If you want the whole ten page paper I wrote on this in all it’s APA cited glory with recommendations for public health strategies, you can find it here. (A little light reading before bedtime anyone?)
How SCD causes pregnancy complications
Most of us have red blood cells that are round shaped, but people with sickle cell disease have red blood cells that are shaped like a crescent or sickle. This causes the red blood cells to become stiff and sticky and clump together. When the blood cells clump together, it cuts off oxygen to the body’s tissues and organs causing pain and organ damage. Sickle cell trait (SCT) can cause all kinds of problems, but it also seems to give carriers a level of protection against malaria that other people don’t have. Scientists think it may have evolved as a way to protect people living in malaria prone areas from the disease.
Sickle cell disease impacts many of the body’s systems, it can cause many different types of complications for a pregnant woman and her baby:
- Infections- UTI’s, but also kidney and lung infections
Heart enlargement and heart failure from anemia
- Severe anemia for baby
- Intrauterine growth restriction (IUGR)
Low birth weight (less than 5.5 pounds).
Stillbirth and newborn death
One little known fact is that even women who are carriers of sickle cell trait are at risk for pregnancy complications that can result pre-term birth. Women who are carriers of the sickle cell trait are more likely to have urinary tract infections during pregnancy and a condition called pyelonephritis during pregnancy. (Pyelonephritis is a serious and potentially life-threatening condition where the kidneys develop inflammation from a bacterial infection.) With the increased risk of kidney/urinary tract infections comes an increased risk of preterm birth and even death for the mother and baby. This could be a strong contributing factor to the distressingly high rates of maternal and infant morbidity and mortality among African-American women.
What Can We Do?
If you read the above link to the CDC’s short article on the high rates of preterm birth for African-American women, you can see that they’re not talking about SCD and SCT as a possible contributing factor. The March of Dimes mentions “clotting abnormalities” as one of many possible contributing factors. Awareness about how much this could be impacting African-American women seems to be pretty low in the public health and medical fields. The relationship between pregnancy and sickle cell disease and sickle cell trait is still relatively new. But with an increasingly diverse population in the United States which includes immigrants from India, the Caribbean and the Middle East, SCD/SCT related pregnancy complications could become an even bigger problem if it’s not addressed.
There are a few things that moms who are at risk for SCD/SCT can do:
- Get tested for your sickle cell status. The blood test can be performed on adults and will tell you whether you are a carrier, have SCD or are unaffected.
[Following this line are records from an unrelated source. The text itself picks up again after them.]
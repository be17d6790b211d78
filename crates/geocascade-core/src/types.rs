//! Final result type emitted on a successful resolution.

use serde::Serialize;

/// The single value emitted by a successful run.
///
/// `provider` is always the provider that produced the coordinates, which
/// is not necessarily the one that was requested.
#[derive(Debug, Clone, PartialEq, Serialize)]
pub struct GeocodeResult {
    pub provider: String,
    pub address: String,
    pub latitude: f64,
    pub longitude: f64,
}

impl GeocodeResult {
    /// Render as indented JSON.
    pub fn to_json_pretty(&self) -> serde_json::Result<String> {
        serde_json::to_string_pretty(self)
    }
}
//! Error types for the geocascade-core crate.

/// One provider attempt that did not produce coordinates.
#[derive(Debug, Clone, PartialEq, Eq)]
pub struct FailedAttempt {
    pub provider: String,
    pub reason: String,
}

/// Errors returned by [`crate::Resolver::resolve`].
#[derive(Debug, thiserror::Error)]
pub enum ResolveError {
    /// Every provider in the attempt sequence failed.
    #[error("All providers failed")]
    Exhausted { attempts: Vec<FailedAttempt> },
}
If other women in your family have had serious infections during pregnancy or given birth prematurely it might be an indicator that SCD/SCT runs in your family. The CDC has a short pamphlet on SCD and pregnancy that you can find here.
- Know the signs and symptoms of preeclampsia and preterm birth. Having SCD is a HUGE risk factor for preeclampsia and other hypertensive disorders of pregnancy. If you are experiencing any of the following symptoms during pregnancy and have SCD, DO NOT IGNORE IT. With symptoms like changes in vision, you should go to the emergency room immediately. Changes in vision can be a sign that the preeclampsia has progressed to a life threatening stage. I recommend reading the updated guidelines for diagnosing preeclampsia. ACOG revised their guidelines because they found that even women who weren’t displaying “classic” signs of preeclampsia like spilling protein in urine or blood pressure greater than 160/110 were still developing organ damage from hypertensive disorders of pregnancy.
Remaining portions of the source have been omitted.